Percentile and Quantile Estimation of Big Data: The t-Digest
Suppose you are interested in the sample average of an array. No problem you think, as you create a small function to sum the elements and divide by the total count.
Next, suppose you are interested in the sample average of a dataset that exists on many computers. No problem you think, as you create a function that returns the sum of the elements and the count of the elements, and send this function to each computer, and divide the sum of all the sums by the sum of all the counts.
Next, suppose you are interested in the sample median of that same distributed dataset. No problem you think, as you create a function that sorts the array and takes the middle element, and send this function to each computer, and - wait. That won't work.
The problem is is that the median of median is not equal to the median. This is why many SQL engines do not support a MEDIAN function (which left many analysts scratching their heads). What's needed is an algorithm that can approximate the median, while still being space efficient.
Introducing the t-Digest
First published in 2013 by the uber-practical and uber-intelligent Ted Dunning, the t-Digest is a probabilistic data structure for estimating the median (and more generally any percentile) from either distributed data or streaming data.

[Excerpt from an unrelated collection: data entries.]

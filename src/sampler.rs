//! Per-coordinate sampling: the seam where a real renderer plugs in.
//!
//! The pipeline treats sampling as an opaque function of (x, y) and the
//! sampler's own configuration. The bundled [`SceneSampler`] is a small
//! flat-shaded renderer over a declarative scene file; it exists so the
//! pipeline can run end to end without an external engine, and so tests
//! have a deterministic sampling function.

use crate::config::SamplingConfig;
use anyhow::{Context, Result};
use serde::{Deserialize, Serialize};
use std::path::Path;

/// Linear RGB color with f32 channels, nominally in [0, 1].
#[derive(Debug, Clone, Copy, PartialEq, Serialize, Deserialize)]
pub struct Color {
    pub r: f32,
    pub g: f32,
    pub b: f32,
}

impl Color {
    pub const BLACK: Color = Color {
        r: 0.0,
        g: 0.0,
        b: 0.0,
    };

    pub fn new(r: f32, g: f32, b: f32) -> Self {
        Self { r, g, b }
    }

    /// Convert to an 8-bit RGB pixel, clamping each channel.
    pub fn to_rgb8(self) -> [u8; 3] {
        let quantize = |c: f32| (c.clamp(0.0, 1.0) * 255.0).round() as u8;
        [quantize(self.r), quantize(self.g), quantize(self.b)]
    }
}

impl From<[f32; 3]> for Color {
    fn from(c: [f32; 3]) -> Self {
        Color::new(c[0], c[1], c[2])
    }
}

/// External per-coordinate computation.
///
/// Implementations must be deterministic in (x, y) and construction
/// state: the processor relies on this for idempotent task execution.
/// Any stateful resource (scene data, acceleration structures) is built
/// once at construction and read-only afterwards.
pub trait Sampler: Send + Sync {
    /// Compute the sample for one domain coordinate.
    fn sample(&self, x: u32, y: u32) -> Color;
}

/// Declarative scene description consumed by [`SceneSampler`].
#[derive(Debug, Clone, Serialize, Deserialize)]
pub struct SceneDescription {
    /// Vertical background gradient
    #[serde(default)]
    pub background: BackgroundGradient,

    /// Flat-shaded circles, painted in order (later entries on top)
    #[serde(default)]
    pub circles: Vec<Circle>,
}

/// Vertical gradient from `top` at y = 0 to `bottom` at the domain floor.
#[derive(Debug, Clone, Copy, Serialize, Deserialize)]
pub struct BackgroundGradient {
    pub top: [f32; 3],
    pub bottom: [f32; 3],
}

impl Default for BackgroundGradient {
    fn default() -> Self {
        Self {
            top: [0.2, 0.3, 0.6],
            bottom: [0.9, 0.9, 1.0],
        }
    }
}

/// A flat-shaded circle in pixel coordinates.
#[derive(Debug, Clone, Copy, Serialize, Deserialize)]
pub struct Circle {
    pub center: [f32; 2],
    pub radius: f32,
    pub color: [f32; 3],
}

impl Circle {
    fn contains(&self, px: f32, py: f32) -> bool {
        let dx = px - self.center[0];
        let dy = py - self.center[1];
        dx * dx + dy * dy <= self.radius * self.radius
    }
}

/// Reference sampler: shades a [`SceneDescription`] with optional
/// supersampling and background banding.
///
/// Quality parameters (see [`SamplingConfig`]): `quality_primary` is
/// the supersample count per pixel axis (0 and 1 both mean one centered
/// sample), `quality_secondary` posterizes the background into that
/// many bands (0 means smooth).
pub struct SceneSampler {
    scene: SceneDescription,
    domain_height: u32,
    samples_per_axis: u32,
    background_bands: u32,
}

impl SceneSampler {
    /// Load a scene file and build the sampler.
    ///
    /// An unreadable or unparsable scene is a fatal initialization
    /// error: the owning worker cannot produce any valid result.
    pub fn load(path: &Path, domain_height: u32, sampling: SamplingConfig) -> Result<Self> {
        let contents = std::fs::read_to_string(path)
            .with_context(|| format!("Failed to read scene file {}", path.display()))?;
        let ext = path.extension().and_then(|e| e.to_str()).unwrap_or("");

        let scene: SceneDescription = match ext {
            "json" => serde_json::from_str(&contents)
                .with_context(|| format!("Malformed JSON scene {}", path.display()))?,
            _ => serde_yaml::from_str(&contents)
                .with_context(|| format!("Malformed YAML scene {}", path.display()))?,
        };

        tracing::info!(
            "Loaded scene {} ({} circles)",
            path.display(),
            scene.circles.len()
        );

        Ok(Self::from_scene(scene, domain_height, sampling))
    }

    /// Build a sampler from an in-memory scene description.
    pub fn from_scene(
        scene: SceneDescription,
        domain_height: u32,
        sampling: SamplingConfig,
    ) -> Self {
        Self {
            scene,
            domain_height: domain_height.max(1),
            samples_per_axis: sampling.quality_primary.max(1),
            background_bands: sampling.quality_secondary,
        }
    }

    fn background_at(&self, y: f32) -> Color {
        let mut t = (y / self.domain_height as f32).clamp(0.0, 1.0);
        if self.background_bands > 0 {
            let bands = self.background_bands as f32;
            t = (t * bands).floor() / bands;
        }
        let bg = &self.scene.background;
        Color::new(
            bg.top[0] + (bg.bottom[0] - bg.top[0]) * t,
            bg.top[1] + (bg.bottom[1] - bg.top[1]) * t,
            bg.top[2] + (bg.bottom[2] - bg.top[2]) * t,
        )
    }

    fn shade(&self, px: f32, py: f32) -> Color {
        // Later circles paint over earlier ones.
        for circle in self.scene.circles.iter().rev() {
            if circle.contains(px, py) {
                return Color::from(circle.color);
            }
        }
        self.background_at(py)
    }
}

impl Sampler for SceneSampler {
    fn sample(&self, x: u32, y: u32) -> Color {
        let n = self.samples_per_axis;
        if n == 1 {
            return self.shade(x as f32 + 0.5, y as f32 + 0.5);
        }

        // Regular n x n subsample grid, averaged.
        let step = 1.0 / n as f32;
        let mut acc = [0.0f32; 3];
        for sy in 0..n {
            for sx in 0..n {
                let px = x as f32 + (sx as f32 + 0.5) * step;
                let py = y as f32 + (sy as f32 + 0.5) * step;
                let c = self.shade(px, py);
                acc[0] += c.r;
                acc[1] += c.g;
                acc[2] += c.b;
            }
        }
        let total = (n * n) as f32;
        Color::new(acc[0] / total, acc[1] / total, acc[2] / total)
    }
}

/// Sampler that returns one constant color for every coordinate.
/// Only useful for exercising the pipeline.
pub struct ConstantSampler(pub Color);

impl Sampler for ConstantSampler {
    fn sample(&self, _x: u32, _y: u32) -> Color {
        self.0
    }
}
//! Adapters between the pipeline core and a hosting runtime.
//!
//! A distributed runtime sees three roles and moves only opaque byte
//! strings between them: a task source that emits encoded partition
//! descriptors, workers that turn a descriptor payload into a result
//! payload, and a committer that folds result payloads and finally
//! writes the artifact. Each adapter wraps one core component plus the
//! wire codec; the runtime owns lifecycles, transport, and the decision
//! of when to call [`Committer::finish`].

use crate::aggregate::Aggregator;
use crate::codec;
use crate::config::Config;
use crate::partition::Partitioner;
use crate::processor::RegionProcessor;
use crate::sampler::{Sampler, SceneSampler};
use anyhow::{Context, Result};
use std::path::PathBuf;
use std::sync::Arc;

/// Runtime-facing wrapper around the partitioner: emits each partition
/// as an encoded payload, then signals exhaustion with `None`.
pub struct TaskSource {
    partitioner: Partitioner,
    tasks_emitted: u64,
}

impl TaskSource {
    /// Build a task source for the configured job.
    pub fn new(config: &Config) -> Self {
        Self {
            partitioner: Partitioner::new(config),
            tasks_emitted: 0,
        }
    }

    /// Produce the next task payload, or `None` once the domain is
    /// fully tiled.
    pub fn next_task(&mut self) -> Option<Vec<u8>> {
        let descriptor = self.partitioner.next_partition()?;
        self.tasks_emitted += 1;
        Some(codec::encode_descriptor(&descriptor))
    }

    /// Total number of tasks this source will emit over its lifetime.
    pub fn total_tasks(&self) -> u64 {
        self.partitioner.num_partitions()
    }

    /// Number of tasks emitted so far.
    pub fn tasks_emitted(&self) -> u64 {
        self.tasks_emitted
    }
}

/// Runtime-facing wrapper around a region processor: decodes a task
/// payload, processes it, and encodes the result payload.
pub struct TileWorker {
    processor: RegionProcessor,
}

impl TileWorker {
    /// Build a worker from configuration, loading the scene once.
    ///
    /// Scene load failure is fatal: the worker process cannot produce
    /// any valid result without its setup input.
    pub fn from_config(config: &Config) -> Result<Self> {
        let sampler = Arc::new(SceneSampler::load(
            &config.scene.path,
            config.domain.height,
            config.sampling,
        )?);
        Ok(Self::with_sampler(sampler, config))
    }

    /// Build a worker over an already-constructed sampler.
    pub fn with_sampler(sampler: Arc<dyn Sampler>, config: &Config) -> Self {
        Self {
            processor: RegionProcessor::new(sampler, config),
        }
    }

    /// Execute one task payload and return the result payload.
    pub fn run_task(&self, payload: &[u8]) -> Result<Vec<u8>> {
        let descriptor =
            codec::decode_descriptor(payload).context("Malformed task payload")?;
        let result = self.processor.process(&descriptor)?;
        Ok(codec::encode_result(&result))
    }
}

/// Runtime-facing wrapper around the aggregator: decodes result
/// payloads, commits them, and writes the artifact on `finish`.
pub struct Committer {
    aggregator: Aggregator,
}

impl Committer {
    /// Build a committer for the configured job.
    pub fn new(config: &Config) -> Self {
        Self {
            aggregator: Aggregator::new(config),
        }
    }

    /// Fold one result payload into the accumulated image.
    pub fn commit_payload(&mut self, payload: &[u8]) -> Result<()> {
        let result = codec::decode_result(payload).context("Malformed result payload")?;
        self.aggregator.commit(&result)?;
        Ok(())
    }

    /// Number of results committed so far.
    pub fn results_committed(&self) -> u64 {
        self.aggregator.results_committed()
    }

    /// Number of domain coordinates written so far.
    pub fn covered_pixels(&self) -> u64 {
        self.aggregator.covered_pixels()
    }

    /// Whether every domain coordinate has been covered.
    pub fn is_complete(&self) -> bool {
        self.aggregator.is_complete()
    }

    /// Terminal signal from the runtime: finalize and write the
    /// artifact. Consumes the committer.
    pub fn finish(self) -> Result<PathBuf> {
        self.aggregator.finalize()
    }
}
//! Versioned binary encoding for payloads that cross process boundaries.
//!
//! The hosting runtime transports descriptors and partial results as
//! opaque byte strings, so their layout is a documented contract rather
//! than an accidental in-memory representation. Every payload starts
//! with a 4-byte magic and a little-endian u16 version; result payloads
//! are length-prefixed with a record count. Anything that does not
//! decode exactly — wrong magic, unknown version, truncation, trailing
//! bytes — is a protocol violation and surfaces as a typed error,
//! never as a zeroed or partial value.
//!
//! Layout, all integers little-endian:
//!
//! ```text
//! descriptor: "TDS1" | version u16 | x u32 | y u32
//!             | domain_w u32 | domain_h u32 | tile_w u32 | tile_h u32
//! result:     "TRS1" | version u16 | count u32
//!             | count * (x u32 | y u32 | r f32 | g f32 | b f32)
//! ```

use crate::partition::PartitionDescriptor;
use crate::processor::{PartialResult, PixelSample};
use crate::sampler::Color;

/// Magic prefix of descriptor payloads.
pub const DESCRIPTOR_MAGIC: [u8; 4] = *b"TDS1";

/// Magic prefix of partial-result payloads.
pub const RESULT_MAGIC: [u8; 4] = *b"TRS1";

/// Current wire version for both payload kinds.
pub const WIRE_VERSION: u16 = 1;

const DESCRIPTOR_LEN: usize = 4 + 2 + 6 * 4;
const RESULT_HEADER_LEN: usize = 4 + 2 + 4;
const SAMPLE_RECORD_LEN: usize = 2 * 4 + 3 * 4;

/// Decode failure for a descriptor or result payload.
#[derive(Debug, PartialEq, Eq, thiserror::Error)]
pub enum CodecError {
    #[error("bad payload magic {found:?}, expected {expected:?}")]
    BadMagic { expected: [u8; 4], found: [u8; 4] },

    #[error("unsupported wire version {0}")]
    UnsupportedVersion(u16),

    #[error("payload truncated: need {needed} bytes, have {available}")]
    Truncated { needed: usize, available: usize },

    #[error("{0} trailing bytes after payload")]
    TrailingBytes(usize),
}

/// Encode a partition descriptor into its wire form.
pub fn encode_descriptor(descriptor: &PartitionDescriptor) -> Vec<u8> {
    let mut buf = Vec::with_capacity(DESCRIPTOR_LEN);
    buf.extend_from_slice(&DESCRIPTOR_MAGIC);
    buf.extend_from_slice(&WIRE_VERSION.to_le_bytes());
    for field in [
        descriptor.x,
        descriptor.y,
        descriptor.domain_width,
        descriptor.domain_height,
        descriptor.tile_width,
        descriptor.tile_height,
    ] {
        buf.extend_from_slice(&field.to_le_bytes());
    }
    buf
}

/// Decode a partition descriptor from its wire form.
pub fn decode_descriptor(payload: &[u8]) -> Result<PartitionDescriptor, CodecError> {
    let mut reader = Reader::new(payload);
    reader.expect_magic(DESCRIPTOR_MAGIC)?;
    reader.expect_version()?;

    let descriptor = PartitionDescriptor {
        x: reader.read_u32()?,
        y: reader.read_u32()?,
        domain_width: reader.read_u32()?,
        domain_height: reader.read_u32()?,
        tile_width: reader.read_u32()?,
        tile_height: reader.read_u32()?,
    };
    reader.expect_end()?;
    Ok(descriptor)
}

/// Encode a partial result into its wire form.
pub fn encode_result(result: &PartialResult) -> Vec<u8> {
    let mut buf = Vec::with_capacity(RESULT_HEADER_LEN + result.len() * SAMPLE_RECORD_LEN);
    buf.extend_from_slice(&RESULT_MAGIC);
    buf.extend_from_slice(&WIRE_VERSION.to_le_bytes());
    buf.extend_from_slice(&(result.len() as u32).to_le_bytes());
    for sample in &result.samples {
        buf.extend_from_slice(&sample.x.to_le_bytes());
        buf.extend_from_slice(&sample.y.to_le_bytes());
        buf.extend_from_slice(&sample.color.r.to_le_bytes());
        buf.extend_from_slice(&sample.color.g.to_le_bytes());
        buf.extend_from_slice(&sample.color.b.to_le_bytes());
    }
    buf
}

/// Decode a partial result from its wire form.
pub fn decode_result(payload: &[u8]) -> Result<PartialResult, CodecError> {
    let mut reader = Reader::new(payload);
    reader.expect_magic(RESULT_MAGIC)?;
    reader.expect_version()?;

    let count = reader.read_u32()? as usize;
    let mut samples = Vec::with_capacity(count.min(payload.len() / SAMPLE_RECORD_LEN + 1));
    for _ in 0..count {
        samples.push(PixelSample {
            x: reader.read_u32()?,
            y: reader.read_u32()?,
            color: Color {
                r: reader.read_f32()?,
                g: reader.read_f32()?,
                b: reader.read_f32()?,
            },
        });
    }
    reader.expect_end()?;
    Ok(PartialResult { samples })
}

/// Cursor over a payload that fails loudly on any shortfall.
struct Reader<'a> {
    buf: &'a [u8],
    pos: usize,
}

impl<'a> Reader<'a> {
    fn new(buf: &'a [u8]) -> Self {
        Self { buf, pos: 0 }
    }

    fn take(&mut self, n: usize) -> Result<&'a [u8], CodecError> {
        let end = self.pos.checked_add(n).ok_or(CodecError::Truncated {
            needed: usize::MAX,
            available: self.buf.len(),
        })?;
        if end > self.buf.len() {
            return Err(CodecError::Truncated {
                needed: end,
                available: self.buf.len(),
            });
        }
        let slice = &self.buf[self.pos..end];
        self.pos = end;
        Ok(slice)
    }

    fn expect_magic(&mut self, expected: [u8; 4]) -> Result<(), CodecError> {
        let found: [u8; 4] = self.take(4)?.try_into().unwrap();
        if found != expected {
            return Err(CodecError::BadMagic { expected, found });
        }
        Ok(())
    }

    fn expect_version(&mut self) -> Result<(), CodecError> {
        let version = u16::from_le_bytes(self.take(2)?.try_into().unwrap());
        if version != WIRE_VERSION {
            return Err(CodecError::UnsupportedVersion(version));
        }
        Ok(())
    }

    fn expect_end(&self) -> Result<(), CodecError> {
        let remaining = self.buf.len() - self.pos;
        if remaining != 0 {
            return Err(CodecError::TrailingBytes(remaining));
        }
        Ok(())
    }

    fn read_u32(&mut self) -> Result<u32, CodecError> {
        Ok(u32::from_le_bytes(self.take(4)?.try_into().unwrap()))
    }

    fn read_f32(&mut self) -> Result<f32, CodecError> {
        Ok(f32::from_le_bytes(self.take(4)?.try_into().unwrap()))
    }
}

Internally, the data structure is a sparse representation of the cumulative distribution function. After ingesting data, the data structure has learned the "interesting" points of the CDF, called centroids. What do I mean by that? Consider the following very lopsided distribution:
(It's really a mixture of Normals). The data has empirical CDF:
The t-Digest will literally eat this dataset, and try to represent the "interesting" points of its cumulative distribution. We can plot the internal sparse representation of the CDF:
The vertical lines denote where the digest thinks "interesting and relevant" centroids are. This is really neat. We can see the digest has only kept the parts of the CDF where the CDF is changing fastest. This makes sense: these are where quantities like the percentile are changing quickest. Flat portions of the CDF, like near x=3 and x=8, only need to be summarized by a few points.
Size Considerations
Running a small test locally, I streamed 8mb of pareto-distributed data into a t-Digest. The resulting size was 5kb, and I could estimate any percentile or quantile desired. Accuracy was on the order of 0.002%.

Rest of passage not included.